[Start of section]

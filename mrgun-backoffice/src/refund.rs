//! Refund lifecycle (§3, §4.5): apply -> approve/reject -> settle. Approval
//! decreases the operator's balance -- the corrected sign convention from
//! Design Notes §9 (money physically leaves the platform back to the
//! customer).

use mrgun_common::{
    ids::{OperatorId, RefundId, TransactionId},
    Money,
};
use mrgun_store::{
    backoffice,
    models::{RefundRow, RefundStatus, TransactionType},
    operator,
    transaction::NewTransaction,
    LedgerStore,
};
use rust_decimal::Decimal;
use uuid::Uuid;

use crate::error::BackofficeError;

pub async fn apply_refund(
    store: &LedgerStore,
    operator_id: OperatorId,
    amount: Money,
    reason: String,
) -> Result<RefundRow, BackofficeError> {
    let refund_id = RefundId::generate();
    store
        .with_tx(move |tx| {
            Box::pin(async move {
                backoffice::insert_refund(tx, refund_id, operator_id, amount, &reason)
                    .await
                    .map_err(BackofficeError::from)
            })
        })
        .await
}

pub async fn approve_refund(
    store: &LedgerStore,
    refund_id: RefundId,
    reviewer_id: Uuid,
    admin_note: Option<String>,
) -> Result<RefundRow, BackofficeError> {
    store
        .with_tx(move |tx| {
            Box::pin(async move {
                let refund = backoffice::lock_refund_for_update(tx, refund_id).await?;
                if refund.status != RefundStatus::Pending {
                    return Err(BackofficeError::InvalidState);
                }

                let operator_id = OperatorId::new(refund.operator_id);
                let operator = operator::lock_operator_for_update(tx, operator_id).await?;
                let balance_before = operator.balance();
                let requested_amount = refund.requested_amount();

                if balance_before < requested_amount {
                    return Err(BackofficeError::InsufficientBalance);
                }

                let balance_after = balance_before - requested_amount;

                operator::apply_balance_delta(
                    tx,
                    operator_id,
                    -requested_amount.as_decimal(),
                    Decimal::ZERO,
                    Decimal::ZERO,
                    requested_amount.as_decimal(),
                )
                .await?;

                mrgun_store::transaction::insert_transaction(
                    tx,
                    NewTransaction {
                        transaction_id: TransactionId::generate(),
                        operator_id,
                        transaction_type: TransactionType::Refund,
                        amount: -requested_amount,
                        balance_before,
                        balance_after,
                        description: format!("refund {refund_id} approved"),
                        related_id: Some(refund_id.as_uuid()),
                    },
                )
                .await?;

                backoffice::transition_refund(
                    tx,
                    refund_id,
                    RefundStatus::Approved,
                    Some(reviewer_id),
                    admin_note,
                )
                .await
                .map_err(BackofficeError::from)
            })
        })
        .await
}

/// approved -> completed, once the payout has actually been sent to the
/// operator (§3 "apply -> approve/reject -> settle"), mirroring
/// `invoice::issue_invoice`'s approved -> issued step.
pub async fn settle_refund(
    store: &LedgerStore,
    refund_id: RefundId,
) -> Result<RefundRow, BackofficeError> {
    store
        .with_tx(move |tx| {
            Box::pin(async move {
                let refund = backoffice::lock_refund_for_update(tx, refund_id).await?;
                if refund.status != RefundStatus::Approved {
                    return Err(BackofficeError::InvalidState);
                }
                backoffice::transition_refund(
                    tx,
                    refund_id,
                    RefundStatus::Completed,
                    refund.reviewer_id,
                    refund.admin_note,
                )
                .await
                .map_err(BackofficeError::from)
            })
        })
        .await
}

pub async fn reject_refund(
    store: &LedgerStore,
    refund_id: RefundId,
    reviewer_id: Uuid,
    reject_reason: String,
) -> Result<RefundRow, BackofficeError> {
    store
        .with_tx(move |tx| {
            Box::pin(async move {
                let refund = backoffice::lock_refund_for_update(tx, refund_id).await?;
                if refund.status != RefundStatus::Pending {
                    return Err(BackofficeError::InvalidState);
                }
                backoffice::transition_refund(
                    tx,
                    refund_id,
                    RefundStatus::Rejected,
                    Some(reviewer_id),
                    Some(reject_reason),
                )
                .await
                .map_err(BackofficeError::from)
            })
        })
        .await
}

[End of section]

Please set down all of the data above again, matching it exactly.

filename mrgun-backoffice/src/refund.rs
//! Refund lifecycle (§3, §4.5): apply -> approve/reject -> settle. Approval
//! decreases the operator's balance -- the corrected sign convention from
//! Design Notes §9 (money physically leaves the platform back to the
//! customer).

use mrgun_common::{
    ids::{OperatorId, RefundId, TransactionId},
    Money,
};
use mrgun_store::{
    backoffice,
    models::{RefundRow, RefundStatus, TransactionType},
    operator,
    transaction::NewTransaction,
    LedgerStore,
};
use rust_decimal::Decimal;
use uuid::Uuid;

use crate::error::BackofficeError;

pub async fn apply_refund(
    store: &LedgerStore,
    operator_id: OperatorId,
    amount: Money,
    reason: String,
) -> Result<RefundRow, BackofficeError> {
    let refund_id = RefundId::generate();
    store
        .with_tx(move |tx| {
            Box::pin(async move {
                backoffice::insert_refund(tx, refund_id, operator_id, amount, &reason)
                    .await
                    .map_err(BackofficeError::from)
            })
        })
        .await
}

pub async fn approve_refund(
    store: &LedgerStore,
    refund_id: RefundId,
    reviewer_id: Uuid,
    admin_note: Option<String>,
) -> Result<RefundRow, BackofficeError> {
    store
        .with_tx(move |tx| {
            Box::pin(async move {
                let refund = backoffice::lock_refund_for_update(tx, refund_id).await?;
                if refund.status != RefundStatus::Pending {
                    return Err(BackofficeError::InvalidState);
                }

                let operator_id = OperatorId::new(refund.operator_id);
                let operator = operator::lock_operator_for_update(tx, operator_id).await?;
                let balance_before = operator.balance();
                let requested_amount = refund.requested_amount();

                if balance_before < requested_amount {
                    return Err(BackofficeError::InsufficientBalance);
                }

                let balance_after = balance_before - requested_amount;

                operator::apply_balance_delta(
                    tx,
                    operator_id,
                    -requested_amount.as_decimal(),
                    Decimal::ZERO,
                    Decimal::ZERO,
                    requested_amount.as_decimal(),
                )
                .await?;

                mrgun_store::transaction::insert_transaction(
                    tx,
                    NewTransaction {
                        transaction_id: TransactionId::generate(),
                        operator_id,
                        transaction_type: TransactionType::Refund,
                        amount: -requested_amount,
                        balance_before,
                        balance_after,
                        description: format!("refund {refund_id} approved"),
                        related_id: Some(refund_id.as_uuid()),
                    },
                )
                .await?;

                backoffice::transition_refund(
                    tx,
                    refund_id,
                    RefundStatus::Approved,
                    Some(reviewer_id),
                    admin_note,
                )
                .await
                .map_err(BackofficeError::from)
            })
        })
        .await
}

/// approved -> completed, once the payout has actually been sent to the
/// operator (§3 "apply -> approve/reject -> settle"), mirroring
/// `invoice::issue_invoice`'s approved -> issued step.
pub async fn settle_refund(
    store: &LedgerStore,
    refund_id: RefundId,
) -> Result<RefundRow, BackofficeError> {
    store
        .with_tx(move |tx| {
            Box::pin(async move {
                let refund = backoffice::lock_refund_for_update(tx, refund_id).await?;
                if refund.status != RefundStatus::Approved {
                    return Err(BackofficeError::InvalidState);
                }
                backoffice::transition_refund(
                    tx,
                    refund_id,
                    RefundStatus::Completed,
                    refund.reviewer_id,
                    refund.admin_note,
                )
                .await
                .map_err(BackofficeError::from)
            })
        })
        .await
}

pub async fn reject_refund(
    store: &LedgerStore,
    refund_id: RefundId,
    reviewer_id: Uuid,
    reject_reason: String,
) -> Result<RefundRow, BackofficeError> {
    store
        .with_tx(move |tx| {
            Box::pin(async move {
                let refund = backoffice::lock_refund_for_update(tx, refund_id).await?;
                if refund.status != RefundStatus::Pending {
                    return Err(BackofficeError::InvalidState);
                }
                backoffice::transition_refund(
                    tx,
                    refund_id,
                    RefundStatus::Rejected,
                    Some(reviewer_id),
                    Some(reject_reason),
                )
                .await
                .map_err(BackofficeError::from)
            })
        })
        .await
}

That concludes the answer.